Stored data

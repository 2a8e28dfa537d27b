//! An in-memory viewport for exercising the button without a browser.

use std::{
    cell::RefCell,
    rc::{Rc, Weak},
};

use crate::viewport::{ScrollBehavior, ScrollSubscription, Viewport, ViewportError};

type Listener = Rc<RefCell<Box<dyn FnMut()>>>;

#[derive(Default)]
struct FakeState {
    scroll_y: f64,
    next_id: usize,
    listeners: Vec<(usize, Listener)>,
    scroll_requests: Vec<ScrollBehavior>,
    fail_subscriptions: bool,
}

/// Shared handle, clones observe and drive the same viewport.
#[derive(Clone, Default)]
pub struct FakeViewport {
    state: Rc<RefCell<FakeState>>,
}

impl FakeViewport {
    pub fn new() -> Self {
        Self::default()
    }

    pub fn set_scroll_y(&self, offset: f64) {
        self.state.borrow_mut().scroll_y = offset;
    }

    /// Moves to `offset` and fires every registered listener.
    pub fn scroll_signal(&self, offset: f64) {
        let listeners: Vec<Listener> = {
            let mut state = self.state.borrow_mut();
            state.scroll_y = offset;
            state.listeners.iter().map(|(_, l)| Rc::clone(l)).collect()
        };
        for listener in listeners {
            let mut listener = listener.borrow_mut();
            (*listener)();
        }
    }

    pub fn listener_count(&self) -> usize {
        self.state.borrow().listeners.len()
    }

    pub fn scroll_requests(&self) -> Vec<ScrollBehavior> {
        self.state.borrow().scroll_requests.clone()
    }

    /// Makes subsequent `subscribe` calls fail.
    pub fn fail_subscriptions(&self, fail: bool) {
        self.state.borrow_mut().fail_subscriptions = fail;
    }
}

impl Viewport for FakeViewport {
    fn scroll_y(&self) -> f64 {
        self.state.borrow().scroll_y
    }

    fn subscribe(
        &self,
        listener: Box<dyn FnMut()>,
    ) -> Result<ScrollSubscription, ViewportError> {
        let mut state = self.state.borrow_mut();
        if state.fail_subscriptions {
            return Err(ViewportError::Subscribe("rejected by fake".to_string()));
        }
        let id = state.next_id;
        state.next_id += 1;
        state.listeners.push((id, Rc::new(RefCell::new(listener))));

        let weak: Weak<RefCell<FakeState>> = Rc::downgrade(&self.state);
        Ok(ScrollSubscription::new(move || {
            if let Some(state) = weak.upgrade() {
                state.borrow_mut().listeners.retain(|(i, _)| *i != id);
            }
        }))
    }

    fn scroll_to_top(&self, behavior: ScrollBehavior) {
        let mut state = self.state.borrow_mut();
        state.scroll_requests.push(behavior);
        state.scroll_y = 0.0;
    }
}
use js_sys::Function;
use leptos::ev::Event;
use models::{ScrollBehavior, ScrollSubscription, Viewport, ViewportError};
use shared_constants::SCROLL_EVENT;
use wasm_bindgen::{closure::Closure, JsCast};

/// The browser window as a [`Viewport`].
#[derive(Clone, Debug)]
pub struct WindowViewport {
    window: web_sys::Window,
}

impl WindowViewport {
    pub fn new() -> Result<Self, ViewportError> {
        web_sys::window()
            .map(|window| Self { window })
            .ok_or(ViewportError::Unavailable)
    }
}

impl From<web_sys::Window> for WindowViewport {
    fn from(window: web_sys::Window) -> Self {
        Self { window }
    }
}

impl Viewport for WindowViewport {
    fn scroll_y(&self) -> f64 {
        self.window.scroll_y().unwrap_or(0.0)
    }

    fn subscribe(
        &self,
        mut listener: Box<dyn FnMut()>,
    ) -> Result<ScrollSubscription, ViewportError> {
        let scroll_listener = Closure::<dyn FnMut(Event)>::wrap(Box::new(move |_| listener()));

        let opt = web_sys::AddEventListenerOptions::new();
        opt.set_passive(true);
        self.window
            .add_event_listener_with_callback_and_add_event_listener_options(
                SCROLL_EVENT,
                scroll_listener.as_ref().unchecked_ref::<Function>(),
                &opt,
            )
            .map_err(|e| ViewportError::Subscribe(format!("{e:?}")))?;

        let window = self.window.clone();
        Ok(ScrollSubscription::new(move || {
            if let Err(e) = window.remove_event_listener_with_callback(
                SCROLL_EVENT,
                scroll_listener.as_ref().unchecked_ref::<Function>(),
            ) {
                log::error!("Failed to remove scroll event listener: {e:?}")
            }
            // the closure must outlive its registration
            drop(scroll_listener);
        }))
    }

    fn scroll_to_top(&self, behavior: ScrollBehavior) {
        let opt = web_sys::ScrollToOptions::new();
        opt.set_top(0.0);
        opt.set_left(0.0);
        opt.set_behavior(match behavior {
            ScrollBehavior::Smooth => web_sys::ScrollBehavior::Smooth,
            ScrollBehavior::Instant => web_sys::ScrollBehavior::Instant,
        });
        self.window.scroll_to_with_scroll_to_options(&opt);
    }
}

---

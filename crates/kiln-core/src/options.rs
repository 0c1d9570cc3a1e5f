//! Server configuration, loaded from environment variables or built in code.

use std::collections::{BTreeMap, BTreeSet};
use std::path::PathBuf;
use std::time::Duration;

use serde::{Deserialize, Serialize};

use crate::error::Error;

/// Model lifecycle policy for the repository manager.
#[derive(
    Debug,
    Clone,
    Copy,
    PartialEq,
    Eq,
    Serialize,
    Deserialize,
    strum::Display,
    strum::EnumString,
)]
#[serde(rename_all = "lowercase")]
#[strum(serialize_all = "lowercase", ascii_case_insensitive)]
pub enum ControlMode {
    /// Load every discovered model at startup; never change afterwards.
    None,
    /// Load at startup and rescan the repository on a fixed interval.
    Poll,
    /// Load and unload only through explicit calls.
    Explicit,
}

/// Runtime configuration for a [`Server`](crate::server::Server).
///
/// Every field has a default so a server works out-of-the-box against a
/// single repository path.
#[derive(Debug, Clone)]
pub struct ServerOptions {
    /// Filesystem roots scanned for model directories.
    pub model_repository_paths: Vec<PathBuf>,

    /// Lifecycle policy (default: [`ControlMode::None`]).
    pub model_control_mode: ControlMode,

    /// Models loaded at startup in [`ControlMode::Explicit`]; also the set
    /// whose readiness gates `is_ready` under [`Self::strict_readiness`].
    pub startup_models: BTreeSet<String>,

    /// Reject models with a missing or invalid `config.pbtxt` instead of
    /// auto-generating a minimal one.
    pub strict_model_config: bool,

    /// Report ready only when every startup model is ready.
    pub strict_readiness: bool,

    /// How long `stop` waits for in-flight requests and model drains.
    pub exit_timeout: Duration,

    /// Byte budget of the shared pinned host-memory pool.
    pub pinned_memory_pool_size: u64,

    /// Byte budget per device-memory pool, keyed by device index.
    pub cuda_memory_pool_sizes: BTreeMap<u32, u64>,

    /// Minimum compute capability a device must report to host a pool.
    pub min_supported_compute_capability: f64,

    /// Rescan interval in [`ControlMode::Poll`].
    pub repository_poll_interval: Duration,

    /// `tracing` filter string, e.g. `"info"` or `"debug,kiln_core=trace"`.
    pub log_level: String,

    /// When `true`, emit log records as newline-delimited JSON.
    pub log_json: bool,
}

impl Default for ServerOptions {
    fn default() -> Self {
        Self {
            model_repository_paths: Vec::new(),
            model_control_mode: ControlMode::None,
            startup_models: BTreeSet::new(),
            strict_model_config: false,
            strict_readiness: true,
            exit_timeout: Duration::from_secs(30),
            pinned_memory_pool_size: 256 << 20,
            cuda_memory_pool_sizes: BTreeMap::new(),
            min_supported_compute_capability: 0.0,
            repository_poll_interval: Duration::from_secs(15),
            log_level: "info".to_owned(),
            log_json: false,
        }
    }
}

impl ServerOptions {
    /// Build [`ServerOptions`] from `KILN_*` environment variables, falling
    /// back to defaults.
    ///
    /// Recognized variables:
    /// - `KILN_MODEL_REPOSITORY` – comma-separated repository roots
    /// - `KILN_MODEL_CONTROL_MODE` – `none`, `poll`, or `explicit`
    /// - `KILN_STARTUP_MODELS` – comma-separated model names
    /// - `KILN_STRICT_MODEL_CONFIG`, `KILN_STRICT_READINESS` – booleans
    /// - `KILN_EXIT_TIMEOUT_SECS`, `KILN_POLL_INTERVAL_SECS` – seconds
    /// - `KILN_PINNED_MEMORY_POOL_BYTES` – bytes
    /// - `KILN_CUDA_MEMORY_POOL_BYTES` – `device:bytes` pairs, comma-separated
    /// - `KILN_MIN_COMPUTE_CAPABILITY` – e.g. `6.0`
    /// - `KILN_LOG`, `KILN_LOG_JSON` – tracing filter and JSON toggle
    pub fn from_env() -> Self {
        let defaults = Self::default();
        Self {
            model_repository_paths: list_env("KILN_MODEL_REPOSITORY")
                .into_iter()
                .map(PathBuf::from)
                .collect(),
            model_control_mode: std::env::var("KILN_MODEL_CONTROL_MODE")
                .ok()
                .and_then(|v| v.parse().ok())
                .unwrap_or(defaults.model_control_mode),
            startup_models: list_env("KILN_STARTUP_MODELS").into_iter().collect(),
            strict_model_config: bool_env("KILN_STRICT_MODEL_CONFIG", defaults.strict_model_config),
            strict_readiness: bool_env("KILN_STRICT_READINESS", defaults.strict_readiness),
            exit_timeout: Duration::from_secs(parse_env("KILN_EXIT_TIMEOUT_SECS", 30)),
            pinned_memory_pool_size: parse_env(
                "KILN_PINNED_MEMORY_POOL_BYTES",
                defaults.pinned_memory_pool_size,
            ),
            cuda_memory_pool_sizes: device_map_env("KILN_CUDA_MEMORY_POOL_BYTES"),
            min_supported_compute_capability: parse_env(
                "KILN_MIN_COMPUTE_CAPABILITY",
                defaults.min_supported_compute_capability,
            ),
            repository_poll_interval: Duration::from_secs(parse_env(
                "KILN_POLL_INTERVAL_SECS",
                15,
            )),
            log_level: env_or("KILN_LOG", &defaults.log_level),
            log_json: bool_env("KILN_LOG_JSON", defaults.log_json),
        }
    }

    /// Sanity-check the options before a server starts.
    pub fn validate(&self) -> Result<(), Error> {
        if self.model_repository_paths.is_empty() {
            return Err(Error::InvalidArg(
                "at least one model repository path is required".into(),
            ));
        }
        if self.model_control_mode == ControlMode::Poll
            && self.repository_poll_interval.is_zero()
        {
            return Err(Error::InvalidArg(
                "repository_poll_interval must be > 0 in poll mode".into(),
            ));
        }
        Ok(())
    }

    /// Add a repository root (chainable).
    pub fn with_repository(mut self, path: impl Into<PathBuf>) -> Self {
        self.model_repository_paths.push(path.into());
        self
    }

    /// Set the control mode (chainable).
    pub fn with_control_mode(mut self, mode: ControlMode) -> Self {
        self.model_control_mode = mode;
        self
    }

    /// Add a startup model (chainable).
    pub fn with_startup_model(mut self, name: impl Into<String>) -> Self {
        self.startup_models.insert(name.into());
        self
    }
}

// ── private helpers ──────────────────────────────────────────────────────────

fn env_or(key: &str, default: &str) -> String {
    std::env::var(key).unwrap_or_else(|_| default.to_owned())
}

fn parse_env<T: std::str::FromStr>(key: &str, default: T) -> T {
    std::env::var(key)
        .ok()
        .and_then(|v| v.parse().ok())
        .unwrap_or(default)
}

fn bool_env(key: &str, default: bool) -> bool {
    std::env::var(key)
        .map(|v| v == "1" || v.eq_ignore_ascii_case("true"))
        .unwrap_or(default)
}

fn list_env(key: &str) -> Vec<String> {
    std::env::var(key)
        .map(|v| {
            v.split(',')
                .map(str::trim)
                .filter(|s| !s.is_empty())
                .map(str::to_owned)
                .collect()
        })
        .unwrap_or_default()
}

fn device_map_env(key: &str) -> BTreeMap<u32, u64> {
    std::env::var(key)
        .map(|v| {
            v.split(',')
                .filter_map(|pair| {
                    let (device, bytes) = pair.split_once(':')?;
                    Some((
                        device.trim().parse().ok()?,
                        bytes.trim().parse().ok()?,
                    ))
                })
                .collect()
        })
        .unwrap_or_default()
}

_TASK INSTRUCTIONS_
Where a line in the entries holds the word "FakeState", copy that line.

_FINAL ANSWER_
struct FakeState {
    state: Rc<RefCell<FakeState>>,
        let weak: Weak<RefCell<FakeState>> = Rc::downgrade(&self.state);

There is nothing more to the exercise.